Measuring well-being
“All things considered, how satisfied would you say you are with
your life these days? Please tell me on a scale of 1 to 10,
where 1 means very dissatisfied and 10 means very satisfied”
“Taking all things together on a scale of 1 to 10, how happy
would you say you are? Here 1 means you are very unhappy
and 10 means you are very happy”.
• But the well-being agenda seems to be settings-based or
place-based (for countries, or cities, or workplaces)
• Well-being ‘on the move’ seems to be ignored.
Life satisfaction and happiness index by
country
Travel
So, plenty of evidence that well-being is affected by ‘place’,
but the well-being literature (and associated policy
documents) tend to neglect travel itself as a contributor to
well-being.
Journey as: adventure, experience, escape, therapy,
exercise.
Solitary or undertaken with others.
Any mode of travel can contribute, but experiences can
vary, and context matters.
Poetry in motion (walking)
Simon Armitage:
‘there’s a sense of creativity about it, and a sense of wellbeing that you
are getting the organs and the lungs and the blood moving.

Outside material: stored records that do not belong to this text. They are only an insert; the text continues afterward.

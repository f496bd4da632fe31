//! Line sources: script files, piped stdin and the interactive editor.

use super::completion::ShellCompletion;
use crate::error::ShellError;
use rustyline::config::EditMode;
use rustyline::error::ReadlineError;
use rustyline::history::DefaultHistory;
use rustyline::{CompletionType, Config, Editor};
use std::io::Read;
use std::path::{Path, PathBuf};
use tracing::{debug, warn};

/// Executable lines of a script with their 1-based line numbers.
///
/// Blank lines and lines starting with `#` are skipped.
pub fn script_lines(text: &str) -> Vec<(usize, String)> {
    text.lines()
        .enumerate()
        .filter_map(|(i, line)| {
            let trimmed = line.trim();
            if trimmed.is_empty() || trimmed.starts_with('#') {
                None
            } else {
                Some((i + 1, trimmed.to_string()))
            }
        })
        .collect()
}

pub fn read_script(path: &Path) -> Result<Vec<(usize, String)>, ShellError> {
    let text = std::fs::read_to_string(path).map_err(|e| {
        ShellError::Io(std::io::Error::new(
            e.kind(),
            format!("Failed to read script {}: {}", path.display(), e),
        ))
    })?;
    Ok(script_lines(&text))
}

/// Read all of standard input as a script.
pub fn read_piped() -> Result<Vec<(usize, String)>, ShellError> {
    let mut text = String::new();
    std::io::stdin().read_to_string(&mut text)?;
    Ok(script_lines(&text))
}

/// Outcome of one interactive read.
#[derive(Debug, Clone, PartialEq, Eq)]
pub enum ReadEvent {
    Line(String),
    Interrupted,
    Eof,
}

/// Source of interactive lines.
pub trait LineReader {
    fn read_line(&mut self, prompt: &str) -> Result<ReadEvent, ShellError>;

    /// Persist whatever history the reader keeps. Default is a no-op.
    fn save_history(&mut self) -> Result<(), ShellError> {
        Ok(())
    }
}

/// `rustyline` editor with completion and a history file.
pub struct RustylineReader {
    editor: Editor<ShellCompletion, DefaultHistory>,
    history_path: Option<PathBuf>,
}

impl RustylineReader {
    pub fn new(
        completion: ShellCompletion,
        history_size: usize,
        history_path: Option<PathBuf>,
    ) -> Result<Self, ShellError> {
        let config = Config::builder()
            .completion_type(CompletionType::List)
            .edit_mode(EditMode::Emacs)
            .max_history_size(history_size)?
            .auto_add_history(true)
            .build();
        let mut editor = Editor::with_config(config)?;
        editor.set_helper(Some(completion));

        if let Some(path) = &history_path {
            if path.exists() {
                if let Err(e) = editor.load_history(path) {
                    warn!(path = %path.display(), error = %e, "Failed to load history");
                }
            }
        }

        Ok(Self {
            editor,
            history_path,
        })
    }
}

impl LineReader for RustylineReader {
    fn read_line(&mut self, prompt: &str) -> Result<ReadEvent, ShellError> {
        match self.editor.readline(prompt) {
            Ok(line) => Ok(ReadEvent::Line(line)),
            Err(ReadlineError::Interrupted) => Ok(ReadEvent::Interrupted),
            Err(ReadlineError::Eof) => Ok(ReadEvent::Eof),
            Err(e) => Err(e.into()),
        }
    }

    fn save_history(&mut self) -> Result<(), ShellError> {
        let Some(path) = &self.history_path else {
            return Ok(());
        };
        if let Some(parent) = path.parent() {
            std::fs::create_dir_all(parent)?;
        }
        self.editor.save_history(path)?;
        debug!(path = %path.display(), "Saved history");
        Ok(())
    }
}
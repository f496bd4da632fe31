//! Global config file source: $XDG_CONFIG_HOME/pamsh/config.toml

use config::builder::DefaultState;
use config::ConfigBuilder;
use config::ConfigError;
use config::{File, FileFormat};
use std::path::{Path, PathBuf};
use tracing::debug;

/// Path to the global config file.
pub fn global_config_path() -> Option<PathBuf> {
    crate::config::config_dir().map(|dir| dir.join("config.toml"))
}

/// Add the global config file to the builder if it exists.
pub fn add_to_builder(
    builder: ConfigBuilder<DefaultState>,
) -> Result<ConfigBuilder<DefaultState>, ConfigError> {
    match global_config_path() {
        Some(path) if path.exists() => add_file(builder, &path, false),
        Some(path) => {
            debug!(config_path = %path.display(), "No global configuration file, using defaults");
            Ok(builder)
        }
        None => Ok(builder),
    }
}

/// Add an explicit TOML file to the builder.
pub fn add_file(
    builder: ConfigBuilder<DefaultState>,
    path: &Path,
    required: bool,
) -> Result<ConfigBuilder<DefaultState>, ConfigError> {
    let name = path
        .to_str()
        .ok_or_else(|| ConfigError::Message(format!("Non UTF-8 config path: {:?}", path)))?;
    Ok(builder.add_source(File::new(name, FileFormat::Toml).required(required)))
}
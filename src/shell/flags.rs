//! Flag and positional argument extraction.

use crate::error::ShellError;
use std::collections::HashMap;
use std::str::FromStr;

/// Flags and positionals pulled out of a token list.
#[derive(Debug, Clone, Default, PartialEq)]
pub struct Extracted {
    pub flags: HashMap<String, String>,
    pub positional: Vec<String>,
}

/// Separate `--key=value` / `--key` / `-k=value` / `-k` flags from positionals.
///
/// Bare flags get the value `"true"`. A lone `-` is positional. Later flags
/// overwrite earlier ones with the same key.
pub fn extract(tokens: &[String]) -> Extracted {
    let mut out = Extracted::default();
    for token in tokens {
        let body = if let Some(rest) = token.strip_prefix("--") {
            Some(rest)
        } else if token.len() > 1 {
            token.strip_prefix('-')
        } else {
            None
        };

        match body {
            Some(body) if !body.is_empty() => {
                let (key, value) = match body.split_once('=') {
                    Some((k, v)) => (k, v),
                    None => (body, "true"),
                };
                out.flags.insert(key.to_string(), value.to_string());
            }
            _ => out.positional.push(token.clone()),
        }
    }
    out
}

impl Extracted {
    pub fn flag(&self, name: &str) -> Option<&str> {
        self.flags.get(name).map(String::as_str)
    }

    pub fn flag_or<'a>(&'a self, name: &str, default: &'a str) -> &'a str {
        self.flag(name).unwrap_or(default)
    }

    /// True when the flag is present with a truthy value (`--force`, `--force=yes`).
    pub fn bool_flag(&self, name: &str) -> bool {
        matches!(
            self.flag(name).map(str::to_ascii_lowercase).as_deref(),
            Some("true" | "1" | "yes" | "on")
        )
    }

    /// Parse a flag value, failing with [`ShellError::Parse`] on bad input.
    pub fn parse_flag<T: FromStr>(&self, name: &str) -> Result<Option<T>, ShellError> {
        match self.flag(name) {
            None => Ok(None),
            Some(raw) => raw.parse::<T>().map(Some).map_err(|_| {
                ShellError::Parse(format!("invalid value '{}' for --{}", raw, name))
            }),
        }
    }

    pub fn positional(&self, index: usize) -> Option<&str> {
        self.positional.get(index).map(String::as_str)
    }
}
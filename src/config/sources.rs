//! Configuration sources layered on top of the defaults.

pub mod global_file;
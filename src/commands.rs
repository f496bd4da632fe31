//! Built-in shell commands.
//!
//! Each command is a unit struct implementing [`Command`]; [`default_registry`]
//! wires them all up.

mod accounts;
mod connect;
mod help;
mod monitor;
mod platforms;
mod safes;
mod settings;
mod users;

pub use accounts::AccountsCommand;
pub use connect::{ConnectCommand, DisconnectCommand, StatusCommand};
pub use help::{HelpCommand, VersionCommand};
pub use monitor::MonitorCommand;
pub use platforms::PlatformsCommand;
pub use safes::SafesCommand;
pub use settings::{ConfigCommand, SetCommand};
pub use users::UsersCommand;

use crate::error::ShellError;
use crate::shell::{CommandRegistry, Subcommands};

/// Registry with every built-in command.
pub fn default_registry() -> CommandRegistry {
    let mut registry = CommandRegistry::new();
    registry.register(Box::new(ConnectCommand));
    registry.register(Box::new(DisconnectCommand));
    registry.register(Box::new(StatusCommand));
    registry.register(Box::new(AccountsCommand));
    registry.register(Box::new(SafesCommand));
    registry.register(Box::new(UsersCommand));
    registry.register(Box::new(PlatformsCommand));
    registry.register(Box::new(MonitorCommand));
    registry.register(Box::new(SetCommand));
    registry.register(Box::new(ConfigCommand));
    registry.register(Box::new(HelpCommand));
    registry.register(Box::new(VersionCommand));
    registry
}

/// Fixed list of subcommand names.
pub struct SubcommandList(pub &'static [&'static str]);

impl Subcommands for SubcommandList {
    fn subcommand_names(&self) -> &[&'static str] {
        self.0
    }
}

/// Split `args` into the subcommand name and its arguments.
fn split_subcommand<'a>(
    args: &'a [String],
    usage: &str,
) -> Result<(&'a str, &'a [String]), ShellError> {
    match args.split_first() {
        Some((sub, rest)) => Ok((sub.as_str(), rest)),
        None => Err(ShellError::Usage(usage.to_string())),
    }
}

fn unknown_subcommand(command: &str, sub: &str, usage: &str) -> ShellError {
    ShellError::Usage(format!("unknown {} subcommand '{}'; {}", command, sub, usage))
}

/// Required positional argument.
fn required<'a>(positional: &'a [String], index: usize, usage: &str) -> Result<&'a str, ShellError> {
    positional
        .get(index)
        .map(String::as_str)
        .ok_or_else(|| ShellError::Usage(usage.to_string()))
}
//! Integration tests for XDG configuration and data locations

use pamsh::config::{self, ConfigLoader};
use pamsh::logging::default_log_file;
use tempfile::TempDir;

use crate::integration::with_xdg_env;

#[test]
fn test_default_paths_follow_xdg() {
    let test_dir = TempDir::new().unwrap();
    with_xdg_env(&test_dir, || {
        let config_home = test_dir.path().join("config");
        let data_home = test_dir.path().join("data");

        assert_eq!(
            ConfigLoader::default_path().unwrap(),
            config_home.join("pamsh").join("config.toml")
        );
        assert_eq!(
            config::history_file().unwrap(),
            data_home.join("pamsh").join("history.txt")
        );
        assert_eq!(
            default_log_file().unwrap(),
            data_home.join("pamsh").join("pamsh.log")
        );
    });
}

#[test]
fn test_load_without_global_file_uses_defaults() {
    let test_dir = TempDir::new().unwrap();
    with_xdg_env(&test_dir, || {
        let config = ConfigLoader::load().unwrap();
        assert_eq!(config, config::ShellConfig::default());
    });
}

#[test]
fn test_load_reads_global_file() {
    let test_dir = TempDir::new().unwrap();
    with_xdg_env(&test_dir, || {
        let path = ConfigLoader::default_path().unwrap();
        std::fs::create_dir_all(path.parent().unwrap()).unwrap();
        std::fs::write(&path, "server = \"https://global.test\"\noutput_format = \"json\"\n")
            .unwrap();

        let config = ConfigLoader::load().unwrap();
        assert_eq!(config.server, "https://global.test");
        assert_eq!(config.output_format, "json");
    });
}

You never
come back from a walk feeling worse’.
Andrew Motion:
‘the rhythm of walking and rhythm of writing and poetry are very easily
combined...the movement of the body releases a poem and then confirms
its rhythmic identity...walking gives you ideas, unblocks blockages, sets up
rhythms in your head’
(interviews in the Guardian newspaper, 17 November 2010).
Care
Delivery of this via mobile technologies or online can
contribute to well-being, building network capital
This applies in generic contexts as well as in specific
circumstances (e.g. ‘disasters’ such as 2001 FMD
outbreak) or for particular user communities.
Key messages
For ‘mobilities’ community – please engage with the
broad health agenda
For ‘well-being’ and ‘happiness gurus’ – don’t ignore
the role that mobilities, real and virtual, actual or
potential, can contribute to well-being.